CYTOFLUOROMETRIC DETERMINATION OF EXCISION REPAIR OF UV-INDUCED PYRIMIDINE DIMERS IN EHRLICH ASCITIC CANCER CELLS

Abstract

The ability of excision repair of a single [mouse] Ehrlich ascitic cancer cell was quantitated by cytofluorometry of unrepaired pyrimidine dimer-FITC [1st important soluble component] complex/single nuclear Feulgen DNA. UV-irradiated Ehrlich ascitic cancer cells reacted with antibodies to denatured UV-DNA using the antisera which were absorbed with methylated bovine serum albumen and heat denatured DNA. Then the immunofluorescent staining specific for pyrimidine dimers was combined with subsequent Feulgen nuclear reaction. Simultaneous cytofluorometric measurement of the amounts of pyrimidine dimer-FITC complex and nuclear Feulgen DNA was performed on a single tumor cell at various times of incubation after UV-irradiation. Before the occurrence of excision repair of UV-DNA lesions, the amount of pyrimidine dimers/unit amount of nuclear DNA was equal in all tumor cells at various stages of cell cycle. After incubation for 3 h, unrepaired pyrimidine dimers were largest in amount in polyploid cells and least in diploid cells; some diploid cells had no nuclear fluorescence of FITC with a faint fluorescence in the cytoplasm. It might indicate their completion of excision repair of UV-induced pyrimidine dimers followed by transport of them to the cytoplasm within the period.
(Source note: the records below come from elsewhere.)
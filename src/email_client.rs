use crate::config::EmailConfig;
use crate::imap_receiver::{ImapMailboxReader, parse_inbound};
use crate::smtp_sender::{RealSmtpMailerFactory, SmtpMailer, SmtpMailerFactory, build_message};
use crate::traits::{InboundMessage, MailboxReader, OutboundMessage};
use crate::worker::offload;
use log::{error, info, warn};
use std::sync::Arc;
use tokio::sync::OnceCell;

/// Default number of messages returned by `list_recent`.
pub const DEFAULT_LIST_LIMIT: usize = 10;

#[cfg(test)]
#[path = "./email_client_tests.rs"]
mod email_client_tests;

/// Sends mail over SMTP and lists the inbox over IMAP.
///
/// Construction never fails. Without an address and password the client is
/// unconfigured: sends return `false` and listings return nothing, without
/// touching the network. Transport failures are logged and absorbed the
/// same way.
pub struct EmailClient {
    config: EmailConfig,
    factory: Arc<dyn SmtpMailerFactory>,
    mailer: OnceCell<Arc<dyn SmtpMailer>>,
    mailbox: Arc<dyn MailboxReader>,
}

impl EmailClient {
    pub fn new(config: EmailConfig) -> Self {
        let mailbox = Arc::new(ImapMailboxReader::new(config.clone()));
        Self::with_backends(config, Arc::new(RealSmtpMailerFactory), mailbox)
    }

    pub fn with_backends(
        config: EmailConfig,
        factory: Arc<dyn SmtpMailerFactory>,
        mailbox: Arc<dyn MailboxReader>,
    ) -> Self {
        if config.credentials().is_none() {
            warn!("[EMAIL] Email credentials not set, sending and reading are disabled");
        }

        Self {
            config,
            factory,
            mailer: OnceCell::new(),
            mailbox,
        }
    }

    pub fn is_configured(&self) -> bool {
        self.config.credentials().is_some()
    }

    /// Sends one email, returning whether the server accepted it.
    pub async fn send(&self, to: &str, subject: &str, body: &str, is_html: bool) -> bool {
        let Some((from, _)) = self.config.credentials() else {
            error!("[EMAIL] Email credentials not configured");
            return false;
        };

        let message = OutboundMessage::email(to, subject, body, is_html);
        match self.deliver(from, &message).await {
            Ok(()) => {
                info!("[EMAIL] Successfully sent email to {}", to);
                true
            }
            Err(e) => {
                error!("[EMAIL] Error sending email to {}: {:?}", to, e);
                false
            }
        }
    }

    async fn deliver(&self, from: &str, message: &OutboundMessage) -> anyhow::Result<()> {
        let email = build_message(from, message)?;
        let envelope = email.envelope().clone();
        let content = email.formatted();

        let mailer = self
            .mailer
            .get_or_try_init(|| async {
                self.factory
                    .create(&self.config)
                    .map(Arc::<dyn SmtpMailer>::from)
            })
            .await?
            .clone();

        offload(async move { mailer.send(envelope, &content).await }).await
    }

    /// Lists up to `limit` of the most recent inbox messages, oldest first.
    pub async fn list_recent(&self, limit: usize) -> Vec<InboundMessage> {
        if !self.is_configured() {
            error!("[EMAIL] Email credentials not configured");
            return Vec::new();
        }

        if limit == 0 {
            return Vec::new();
        }

        let mailbox = self.mailbox.clone();
        match offload(async move { mailbox.fetch_recent(limit).await }).await {
            Ok(raw_messages) => {
                let messages: Vec<InboundMessage> = raw_messages
                    .iter()
                    .filter_map(|raw| {
                        let parsed = parse_inbound(raw);
                        if parsed.is_none() {
                            warn!("[EMAIL] Skipping message that could not be parsed");
                        }
                        parsed
                    })
                    .collect();
                info!("[EMAIL] Retrieved {} emails", messages.len());
                messages
            }
            Err(e) => {
                error!("[EMAIL] Error reading emails: {:?}", e);
                Vec::new()
            }
        }
    }
}
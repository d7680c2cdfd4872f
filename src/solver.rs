//! Solver orchestration.
//!
//! Composes the pivot scan and the chosen row-reduction variant over all
//! elimination steps, then runs back-substitution. Steps are strictly
//! ordered: step k+1 never starts before every row update of step k has
//! completed, since the reduction call itself is the fork-join barrier.

use crate::back_substitution::back_substitute;
use crate::error::{GaussError, Result};
use crate::pivot::select_pivot;
use crate::reduce::{reduce_rows_parallel, reduce_rows_sequential, PartitionStrategy};
use ndarray::{Array1, Array2};
use num_traits::{Float, NumAssign};

/// Which row-reduction variant a solve uses. Never mixed within one solve.
#[derive(Debug, Clone, Copy, PartialEq, Eq)]
pub enum ExecutionMode {
    /// All rows reduced on the calling thread.
    Sequential,
    /// Rows reduced concurrently on the rayon global pool, one step at a time.
    Parallel,
}

/// Solver configuration.
#[derive(Debug, Clone)]
pub struct GaussConfig<R> {
    /// Sequential or parallel row reduction
    pub mode: ExecutionMode,
    /// Row partitioning for the parallel variant (ignored when sequential)
    pub partition: PartitionStrategy,
    /// Floor of the singularity threshold. A solve rejects a pivot (or
    /// diagonal) magnitude below `max(pivot_epsilon, n·ε·max|A|)`; the
    /// scale-aware part catches rank deficiency that rounding during
    /// elimination turns into a tiny nonzero residue instead of an exact zero
    pub pivot_epsilon: R,
}

impl Default for GaussConfig<f64> {
    fn default() -> Self {
        Self {
            mode: ExecutionMode::Sequential,
            partition: PartitionStrategy::default(),
            pivot_epsilon: 1e-30,
        }
    }
}

impl GaussConfig<f64> {
    /// Configuration for a sequential solve with default thresholds.
    pub fn sequential() -> Self {
        Self::default()
    }

    /// Configuration for a parallel solve with default thresholds.
    pub fn parallel() -> Self {
        Self {
            mode: ExecutionMode::Parallel,
            ..Self::default()
        }
    }
}

/// Solve A·x = b by Gaussian elimination with partial pivoting.
///
/// The inputs are cloned into an owned working copy before any mutation, so
/// caller state is never aliased or destroyed; a failed solve leaves the
/// caller's data untouched. Validation (squareness, rhs length, finiteness)
/// runs before any elimination work.
///
/// Both execution modes perform the same per-row arithmetic and return
/// numerically equivalent solutions.
pub fn solve<T>(a: &Array2<T>, b: &Array1<T>, config: &GaussConfig<T>) -> Result<Array1<T>>
where
    T: Float + NumAssign + Send + Sync,
{
    validate(a, b)?;

    let mut a = a.clone();
    let mut b = b.clone();
    let n = b.len();
    let epsilon = effective_epsilon(&a, config.pivot_epsilon);

    log::debug!("gauss solve: n={}, mode={:?}", n, config.mode);

    for k in 0..n.saturating_sub(1) {
        select_pivot(&mut a, &mut b, k, epsilon)?;
        match config.mode {
            ExecutionMode::Sequential => reduce_rows_sequential(&mut a, &mut b, k),
            ExecutionMode::Parallel => {
                reduce_rows_parallel(&mut a, &mut b, k, config.partition)
            }
        }
    }

    back_substitute(&a, &b, epsilon)
}

/// Scale-aware singularity threshold: `max(base, n·ε·max|A|)`.
///
/// Row swaps make elimination of a rank-deficient matrix leave cancellation
/// residue of order ε·max|A| on a pivot instead of an exact zero, so an
/// absolute floor alone cannot detect it.
fn effective_epsilon<T: Float>(a: &Array2<T>, base: T) -> T {
    let max_abs = a.iter().fold(T::zero(), |acc, &v| acc.max(v.abs()));
    let n = T::from(a.nrows()).unwrap_or_else(T::max_value);
    base.max(n * T::epsilon() * max_abs)
}

fn validate<T: Float>(a: &Array2<T>, b: &Array1<T>) -> Result<()> {
    let (rows, cols) = a.dim();
    if rows != cols {
        return Err(GaussError::NotSquare { rows, cols });
    }
    if b.len() != rows {
        return Err(GaussError::DimensionMismatch {
            expected: rows,
            got: b.len(),
        });
    }

    for ((row, col), v) in a.indexed_iter() {
        if !v.is_finite() {
            return Err(GaussError::NonFiniteMatrixEntry { row, col });
        }
    }
    for (index, v) in b.iter().enumerate() {
        if !v.is_finite() {
            return Err(GaussError::NonFiniteRhsEntry { index });
        }
    }

    Ok(())
}
//! Random test systems for correctness tests and benchmarks.
//!
//! Diagonally dominant matrices are well conditioned and never produce a zero
//! pivot under partial pivoting, which makes them suitable for residual and
//! sequential-vs-parallel equivalence checks. Generation uses a local RNG,
//! never global mutable state, so concurrent callers do not interfere.

use ndarray::{Array1, Array2};
use rand::Rng;

/// Generate a random diagonally dominant n×n system (A, b).
///
/// Off-diagonal entries are drawn from [-1, 1); each diagonal entry exceeds
/// the absolute sum of the rest of its row, which guarantees the matrix is
/// nonsingular.
pub fn diagonally_dominant_system(n: usize) -> (Array2<f64>, Array1<f64>) {
    let mut rng = rand::rng();

    let mut a = Array2::<f64>::zeros((n, n));
    for i in 0..n {
        let mut row_sum = 0.0;
        for j in 0..n {
            if i != j {
                let v = rng.random::<f64>() * 2.0 - 1.0;
                a[[i, j]] = v;
                row_sum += v.abs();
            }
        }
        // Random sign on the diagonal keeps the pivot scan honest.
        let sign = if rng.random::<f64>() < 0.5 { -1.0 } else { 1.0 };
        a[[i, i]] = sign * (row_sum + 1.0 + rng.random::<f64>());
    }

    let b = Array1::from_shape_fn(n, |_| rng.random::<f64>() * 2.0 - 1.0);

    (a, b)
}

/// Generate a random well-conditioned system with a known solution.
///
/// Returns (A, b, x_true) where b = A·x_true, so the error of a computed
/// solution can be measured directly against x_true.
pub fn system_with_solution(n: usize) -> (Array2<f64>, Array1<f64>, Array1<f64>) {
    let (a, _) = diagonally_dominant_system(n);

    let mut rng = rand::rng();
    let x_true = Array1::from_shape_fn(n, |_| rng.random::<f64>() * 2.0 - 1.0);
    let b = a.dot(&x_true);

    (a, b, x_true)
}
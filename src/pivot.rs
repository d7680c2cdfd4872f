//! Partial pivot selection.
//!
//! At elimination step k the pivot scan inspects column k over the remaining
//! rows and promotes the row of largest magnitude. The scan is always
//! sequential and acts as the synchronization point between steps: all of its
//! effects are visible before any row-reduction work for step k begins.

use crate::error::{GaussError, Result};
use ndarray::{Array1, Array2};
use num_traits::Float;

/// Scan column `k` over rows `k..n` and swap the row of maximum absolute
/// value into position `k`, together with the matching rhs entries.
///
/// Ties are broken by the lowest row index (strict `>` comparison, first
/// occurrence wins). Returns [`GaussError::SingularMatrix`] when the best
/// pivot candidate's magnitude is below `epsilon`.
pub fn select_pivot<T: Float>(
    a: &mut Array2<T>,
    b: &mut Array1<T>,
    k: usize,
    epsilon: T,
) -> Result<()> {
    let n = a.nrows();

    let mut max_val = a[[k, k]].abs();
    let mut max_row = k;
    for i in (k + 1)..n {
        let val = a[[i, k]].abs();
        if val > max_val {
            max_val = val;
            max_row = i;
        }
    }

    if max_val < epsilon {
        return Err(GaussError::SingularMatrix { step: k });
    }

    if max_row != k {
        for j in 0..n {
            a.swap([k, j], [max_row, j]);
        }
        b.swap(k, max_row);
    }

    Ok(())
}

#[cfg(test)]
mod tests {
    use super::*;
    use approx::assert_relative_eq;
    use ndarray::array;

    #[test]
    fn test_selects_largest_magnitude() {
        let mut a = array![[1.0_f64, 2.0], [-5.0, 3.0]];
        let mut b = array![10.0_f64, 20.0];

        select_pivot(&mut a, &mut b, 0, 1e-30).expect("pivot should exist");

        assert_relative_eq!(a[[0, 0]], -5.0);
        assert_relative_eq!(a[[0, 1]], 3.0);
        assert_relative_eq!(a[[1, 0]], 1.0);
        assert_relative_eq!(b[0], 20.0);
        assert_relative_eq!(b[1], 10.0);
    }

    #[test]
    fn test_tie_keeps_first_row() {
        // Equal magnitudes: strict comparison keeps row 0 in place.
        let mut a = array![[3.0_f64, 1.0], [-3.0, 2.0]];
        let mut b = array![1.0_f64, 2.0];

        select_pivot(&mut a, &mut b, 0, 1e-30).expect("pivot should exist");

        assert_relative_eq!(a[[0, 0]], 3.0);
        assert_relative_eq!(b[0], 1.0);
    }

    #[test]
    fn test_no_swap_when_pivot_in_place() {
        let mut a = array![[4.0_f64, 1.0], [1.0, 3.0]];
        let mut b = array![1.0_f64, 2.0];
        let a_before = a.clone();

        select_pivot(&mut a, &mut b, 0, 1e-30).expect("pivot should exist");

        assert_eq!(a, a_before);
    }

    #[test]
    fn test_zero_column_is_singular() {
        let mut a = array![[0.0_f64, 1.0], [0.0, 2.0]];
        let mut b = array![1.0_f64, 2.0];

        let err = select_pivot(&mut a, &mut b, 0, 1e-30).unwrap_err();
        assert!(err.is_singular());
        assert!(matches!(err, GaussError::SingularMatrix { step: 0 }));
    }

    #[test]
    fn test_scan_restricted_to_lower_rows() {
        // Row 0 has a huge entry in column 1, but step 1 must only look at
        // rows 1.. when choosing the pivot.
        let mut a = array![[1.0_f64, 100.0, 0.0], [0.0, 2.0, 1.0], [0.0, -3.0, 4.0]];
        let mut b = array![1.0_f64, 2.0, 3.0];

        select_pivot(&mut a, &mut b, 1, 1e-30).expect("pivot should exist");

        assert_relative_eq!(a[[0, 1]], 100.0);
        assert_relative_eq!(a[[1, 1]], -3.0);
        assert_relative_eq!(a[[2, 1]], 2.0);
        assert_relative_eq!(b[1], 3.0);
        assert_relative_eq!(b[2], 2.0);
    }
}
//! Small vector-norm helpers used by tests and benchmarks.

use ndarray::{Array1, Array2};
use num_traits::{Float, NumAssign};

/// Compute the vector 2-norm: ||x||_2 = sqrt(Σ x_i^2)
#[inline]
pub fn vector_norm<T: Float>(x: &Array1<T>) -> T {
    x.iter()
        .fold(T::zero(), |acc, &v| acc + v * v)
        .sqrt()
}

/// Compute the residual norm ||A·x − b||_2 without materializing A·x.
pub fn residual_norm<T: Float + NumAssign>(a: &Array2<T>, x: &Array1<T>, b: &Array1<T>) -> T {
    assert_eq!(a.ncols(), x.len(), "x length must match matrix columns");
    assert_eq!(a.nrows(), b.len(), "b length must match matrix rows");

    let mut sum = T::zero();
    for (row, &b_i) in a.rows().into_iter().zip(b.iter()) {
        let mut ax = T::zero();
        for (&a_ij, &x_j) in row.iter().zip(x.iter()) {
            ax += a_ij * x_j;
        }
        let d = ax - b_i;
        sum += d * d;
    }
    sum.sqrt()
}

#[cfg(test)]
mod tests {
    use super::*;
    use approx::assert_relative_eq;
    use ndarray::array;

    #[test]
    fn test_vector_norm() {
        let x = array![3.0_f64, 4.0];
        assert_relative_eq!(vector_norm(&x), 5.0);
    }

    #[test]
    fn test_residual_norm_exact_solution() {
        let a = array![[2.0_f64, 1.0], [-3.0, 4.0]];
        let x = array![1.0_f64, 3.0];
        let b = array![5.0_f64, 9.0];
        assert_relative_eq!(residual_norm(&a, &x, &b), 0.0);
    }

    #[test]
    fn test_residual_norm_offset() {
        let a = array![[1.0_f64, 0.0], [0.0, 1.0]];
        let x = array![1.0_f64, 1.0];
        let b = array![1.0_f64, 2.0];
        assert_relative_eq!(residual_norm(&a, &x, &b), 1.0);
    }
}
Thus the potency of excision repair of a cell in S phase which has not been demonstrated by the detection of unscheduled DNA synthesis could be quantitated using the immunofluorescent-Feulgen double staining. The order of the increase in the magnitude of excision repair in Ehrlich ascitic cancer cells at different stages of cell cycle was polyploid cells < G2 and S phase cells < diploid G1 cells. When non-absorbed antisera were used, a significant fluorescence was found in the nuclei of some unirradiated large Ehrlich ascitic cancer cells. The specific fluorescence was suspected to have some special relation to naturally occuring single-stranded DNA in the tumor cells.